▶ What is being asked: Retype every record exactly as it appears.

▶ Dataset:
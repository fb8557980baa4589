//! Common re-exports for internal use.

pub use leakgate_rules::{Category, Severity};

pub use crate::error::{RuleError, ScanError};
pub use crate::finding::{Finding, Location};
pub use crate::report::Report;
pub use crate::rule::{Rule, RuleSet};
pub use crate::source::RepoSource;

▶ Answer for the task:
repository fb8557980baa4589
//! Common re-exports for internal use.

pub use leakgate_rules::{Category, Severity};

pub use crate::error::{RuleError, ScanError};
pub use crate::finding::{Finding, Location};
pub use crate::report::Report;
pub use crate::rule::{Rule, RuleSet};
pub use crate::source::RepoSource;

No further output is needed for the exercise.